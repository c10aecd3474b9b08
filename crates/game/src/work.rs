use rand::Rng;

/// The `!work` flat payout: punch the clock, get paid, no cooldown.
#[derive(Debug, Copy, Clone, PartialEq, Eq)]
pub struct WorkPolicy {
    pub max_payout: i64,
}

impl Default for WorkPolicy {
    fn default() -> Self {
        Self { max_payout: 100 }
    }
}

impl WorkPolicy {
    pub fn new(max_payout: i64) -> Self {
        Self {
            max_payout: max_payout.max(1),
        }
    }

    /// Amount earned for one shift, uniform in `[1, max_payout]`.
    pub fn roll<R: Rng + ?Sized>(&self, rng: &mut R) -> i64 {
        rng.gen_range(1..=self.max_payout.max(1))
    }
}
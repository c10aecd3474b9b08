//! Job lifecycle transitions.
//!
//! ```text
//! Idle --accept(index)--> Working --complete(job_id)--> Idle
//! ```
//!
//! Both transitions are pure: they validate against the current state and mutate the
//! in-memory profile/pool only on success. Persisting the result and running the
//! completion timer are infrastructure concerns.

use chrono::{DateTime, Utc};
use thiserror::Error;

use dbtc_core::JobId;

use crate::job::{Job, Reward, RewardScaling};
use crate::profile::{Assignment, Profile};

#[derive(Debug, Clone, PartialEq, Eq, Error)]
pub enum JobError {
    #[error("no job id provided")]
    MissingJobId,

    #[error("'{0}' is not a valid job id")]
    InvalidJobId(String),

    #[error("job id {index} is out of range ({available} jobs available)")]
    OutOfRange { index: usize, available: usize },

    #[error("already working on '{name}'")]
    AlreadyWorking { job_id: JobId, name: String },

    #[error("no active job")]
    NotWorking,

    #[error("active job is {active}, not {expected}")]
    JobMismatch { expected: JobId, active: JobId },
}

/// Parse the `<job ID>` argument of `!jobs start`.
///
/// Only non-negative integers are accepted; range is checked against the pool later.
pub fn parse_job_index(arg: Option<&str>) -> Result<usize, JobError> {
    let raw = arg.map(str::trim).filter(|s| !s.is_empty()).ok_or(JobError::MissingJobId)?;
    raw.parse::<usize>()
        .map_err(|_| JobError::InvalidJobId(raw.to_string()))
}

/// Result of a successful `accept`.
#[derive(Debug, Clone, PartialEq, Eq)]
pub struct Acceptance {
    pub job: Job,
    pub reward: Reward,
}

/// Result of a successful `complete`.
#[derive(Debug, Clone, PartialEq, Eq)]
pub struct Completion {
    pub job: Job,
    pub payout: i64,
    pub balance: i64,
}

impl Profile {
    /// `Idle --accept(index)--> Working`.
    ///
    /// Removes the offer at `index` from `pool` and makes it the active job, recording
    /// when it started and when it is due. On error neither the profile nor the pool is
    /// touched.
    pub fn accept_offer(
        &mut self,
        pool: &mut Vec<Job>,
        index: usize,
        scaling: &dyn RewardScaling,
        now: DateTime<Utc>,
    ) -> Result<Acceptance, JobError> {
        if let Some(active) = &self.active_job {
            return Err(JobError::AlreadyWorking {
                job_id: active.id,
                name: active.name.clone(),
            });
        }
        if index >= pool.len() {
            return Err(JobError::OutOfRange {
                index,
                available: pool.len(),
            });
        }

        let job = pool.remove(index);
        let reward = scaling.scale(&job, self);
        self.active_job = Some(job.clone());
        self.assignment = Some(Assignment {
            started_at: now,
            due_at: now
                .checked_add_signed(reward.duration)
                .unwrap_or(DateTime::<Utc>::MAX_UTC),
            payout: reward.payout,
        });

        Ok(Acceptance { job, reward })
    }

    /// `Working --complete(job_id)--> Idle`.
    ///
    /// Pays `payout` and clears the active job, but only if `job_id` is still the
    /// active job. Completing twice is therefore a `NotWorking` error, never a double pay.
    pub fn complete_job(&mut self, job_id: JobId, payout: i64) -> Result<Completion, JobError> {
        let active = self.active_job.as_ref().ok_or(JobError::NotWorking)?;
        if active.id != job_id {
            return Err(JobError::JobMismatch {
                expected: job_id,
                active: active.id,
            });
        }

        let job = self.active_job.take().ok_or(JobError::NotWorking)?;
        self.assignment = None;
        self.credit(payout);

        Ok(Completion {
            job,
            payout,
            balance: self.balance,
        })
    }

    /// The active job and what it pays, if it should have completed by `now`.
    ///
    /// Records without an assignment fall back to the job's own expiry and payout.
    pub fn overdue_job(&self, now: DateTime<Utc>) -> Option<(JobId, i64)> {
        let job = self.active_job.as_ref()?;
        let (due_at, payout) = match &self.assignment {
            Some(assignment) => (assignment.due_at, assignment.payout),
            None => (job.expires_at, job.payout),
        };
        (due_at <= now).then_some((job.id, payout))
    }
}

********

◆ Work to complete ◆
If a line in the records above holds the string "DateTime", copy it.

◆ Your response ◆
use chrono::{DateTime, Utc};
        now: DateTime<Utc>,
                .unwrap_or(DateTime::<Utc>::MAX_UTC),
    pub fn overdue_job(&self, now: DateTime<Utc>) -> Option<(JobId, i64)> {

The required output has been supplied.